Thymine and uracil are distinguished by merely the presence or absence of a methyl group on the fifth carbon (C5) of these heterocyclic six-membered rings.
Adenine and guanine have a fused-ring skeletal structure derived of purine, hence they are called purine bases. The purine nitrogenous bases are characterized by their single amino group (NH2), at the C6 carbon in adenine and C2 in guanine.
Similarly, the simple-ring structure of cytosine, uracil, and thymine is derived of pyrimidine, so those three bases are called the pyrimidine bases.
Each of the base pairs in a typical double-helix DNA comprises a purine and a pyrimidine: either an A paired with T (or) C paired with a G. These purine-pyrimidine pairs, which are called base complements, connect the two strands of the helix and are often compared to the rungs of a ladder. The pairing of purines and pyrimidines may result, in part, from dimensional constraints, as this combination enables a geometry of constant width for the DNA spiral helix. The A-T and C-G pairings function to form double or triple hydrogen bonds between the amine and carbonyl groups on the complementary bases.
Nucleobases such as adenine, guanine, xanthine, hypoxanthine, purine, 2,6-diaminopurine, and 6,8-diaminopurine may have formed in outer space as well as on earth.The origin of the term base reflects these compounds’ chemical properties in acid-base reactions, but those properties are not especially important for understanding most of the biological functions of nucleobases.
RNA
ribonucleic acid is a polymeric molecule essential in various biological roles in coding, decoding, regulation and expression of genes. RNA and DNA are nucleic acids which are present in all living cells.

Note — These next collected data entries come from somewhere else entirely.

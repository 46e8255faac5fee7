//! Printable report model shared by the PDF renderer.
//!
//! Builders pull the same computed views as the JSON endpoints, so a report
//! and `/stats/...` always agree. Numbers are rounded to two decimals here and
//! nowhere else.

use std::str::FromStr;

use time::{macros::format_description, Date, OffsetDateTime};

use crate::{
    error::ApiError,
    ledger::{LedgerStore, StoreResult},
    stats::{
        engine::GradeStats,
        services::{self, Scope},
    },
};

#[derive(Debug, Clone, Copy, PartialEq, Eq)]
pub enum ReportKind {
    Student,
    Course,
    Global,
}

impl ReportKind {
    pub fn as_str(self) -> &'static str {
        match self {
            ReportKind::Student => "student",
            ReportKind::Course => "course",
            ReportKind::Global => "global",
        }
    }
}

impl FromStr for ReportKind {
    type Err = ApiError;

    fn from_str(s: &str) -> Result<Self, Self::Err> {
        match s {
            "student" => Ok(ReportKind::Student),
            "course" => Ok(ReportKind::Course),
            "global" => Ok(ReportKind::Global),
            other => Err(ApiError::validation(format!(
                "unknown report type '{other}' (expected student, course or global)"
            ))),
        }
    }
}

#[derive(Debug, Clone, PartialEq)]
pub struct Section {
    pub heading: String,
    pub lines: Vec<String>,
}

impl Section {
    fn new(heading: impl Into<String>) -> Self {
        Self {
            heading: heading.into(),
            lines: Vec::new(),
        }
    }

    fn line(mut self, text: impl Into<String>) -> Self {
        self.lines.push(text.into());
        self
    }
}

#[derive(Debug, Clone, PartialEq)]
pub struct Report {
    pub title: String,
    pub generated_on: Date,
    pub sections: Vec<Section>,
}

impl Report {
    fn new(sections: Vec<Section>) -> Self {
        Self {
            title: "Academic Report".into(),
            generated_on: OffsetDateTime::now_utc().date(),
            sections,
        }
    }
}

pub fn two_decimals(value: f64) -> String {
    format!("{value:.2}")
}

pub fn day_month_year(date: Date) -> String {
    let format = format_description!("[day]/[month]/[year]");
    date.format(&format).unwrap_or_else(|_| date.to_string())
}

fn stats_section(heading: &str, stats: &GradeStats, pass_rate: Option<f64>) -> Section {
    let mut section = Section::new(heading)
        .line(format!("Average: {}/20", two_decimals(stats.average)))
        .line(format!("Lowest grade: {}/20", stats.min))
        .line(format!("Highest grade: {}/20", stats.max))
        .line(format!("Number of grades: {}", stats.count));
    if let Some(rate) = pass_rate {
        section = section.line(format!("Pass rate: {rate}%"));
    }
    section
}

pub async fn student_report(store: &dyn LedgerStore, student_id: &str) -> StoreResult<Report> {
    let (student, rows) = services::student_transcript(store, student_id).await?;
    let stats = services::stats_for(store, Scope::Student(student_id)).await?;

    let mut sections = vec![Section::new(format!("Student: {}", student.full_name()))
        .line(format!("ID: {}", student.student_id))];
    if let Some(summary) = &stats.summary {
        sections.push(stats_section("Statistics", summary, stats.pass_rate));
    }
    if !rows.is_empty() {
        let mut grades = Section::new("Grades");
        for row in &rows {
            grades = grades.line(format!(
                "{}: {}/20 - {}",
                row.course.name,
                row.grade.grade,
                day_month_year(row.grade.date)
            ));
        }
        sections.push(grades);
    }
    Ok(Report::new(sections))
}

pub async fn course_report(store: &dyn LedgerStore, course_id: &str) -> StoreResult<Report> {
    let (course, rows) = services::course_roster(store, course_id).await?;
    let stats = services::stats_for(store, Scope::Course(course_id)).await?;

    let mut sections = vec![Section::new(format!("Course: {}", course.name))
        .line(format!("ID: {}", course.course_id))
        .line(format!("Credits: {}", course.credits))];
    if let Some(summary) = &stats.summary {
        sections.push(
            stats_section("Statistics", summary, stats.pass_rate)
                .line(format!("Students graded: {}", stats.student_count)),
        );
    }
    if !rows.is_empty() {
        let mut grades = Section::new("Grades");
        for row in &rows {
            grades = grades.line(format!(
                "{}: {}/20 - {}",
                row.student.full_name(),
                row.grade.grade,
                day_month_year(row.grade.date)
            ));
        }
        sections.push(grades);
    }
    Ok(Report::new(sections))
}

pub async fn global_report(store: &dyn LedgerStore) -> StoreResult<Report> {
    let global = services::global_overview(store).await?;

    let mut sections = vec![Section::new("Overview")
        .line(format!("Students: {}", global.overview.students))
        .line(format!("Courses: {}", global.overview.courses))
        .line(format!("Grades: {}", global.overview.grades))];
    if let Some(summary) = &global.stats {
        sections.push(stats_section("Global statistics", summary, global.pass_rate));
    }
    if !global.by_course.is_empty() {
        let mut ranking = Section::new("Average by course");
        for c in &global.by_course {
            ranking = ranking.line(format!(
                "{}: {}/20 ({} grades)",
                c.course_name,
                two_decimals(c.average),
                c.count
            ));
        }
        sections.push(ranking);
    }
    if !global.by_student.is_empty() {
        let mut ranking = Section::new("Average by student");
        for s in &global.by_student {
            ranking = ranking.line(format!(
                "{}: {}/20 ({} grades)",
                s.student_name,
                two_decimals(s.average),
                s.count
            ));
        }
        sections.push(ranking);
    }
    Ok(Report::new(sections))
}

RNA is single-stranded. An RNA strand has a backbone made of alternating sugar (ribose) and phosphate groups.
There are 4 types of RNA, each encoded by its own type of gene:
mRNA - Messenger RNA: Encodes amino acid sequence of a polypeptide.
tRNA - Transfer RNA: Brings amino acids to ribosomes during translation.
rRNA - Ribosomal RNA: With ribosomal proteins, makes up the ribosomes, the organelles that translate the mRNA.
snRNA - Small nuclear RNA: With proteins, forms complexes that are used in RNA processing in eukaryotes. (Not found in prokaryotes.)
mRNA
mRNA - Messenger RNA: Encodes amino acid sequence of a polypeptide.
tRNA
tRNA - Transfer RNA: Brings amino acids to ribosomes during translation.
rRNA
rRNA - Ribosomal RNA: With ribosomal proteins, makes up the ribosomes, the organelles that translate the mRNA.
snRNA
snRNA - Small nuclear RNA: With proteins, forms complexes that are used in RNA processing in eukaryotes. (Not found in prokaryotes.)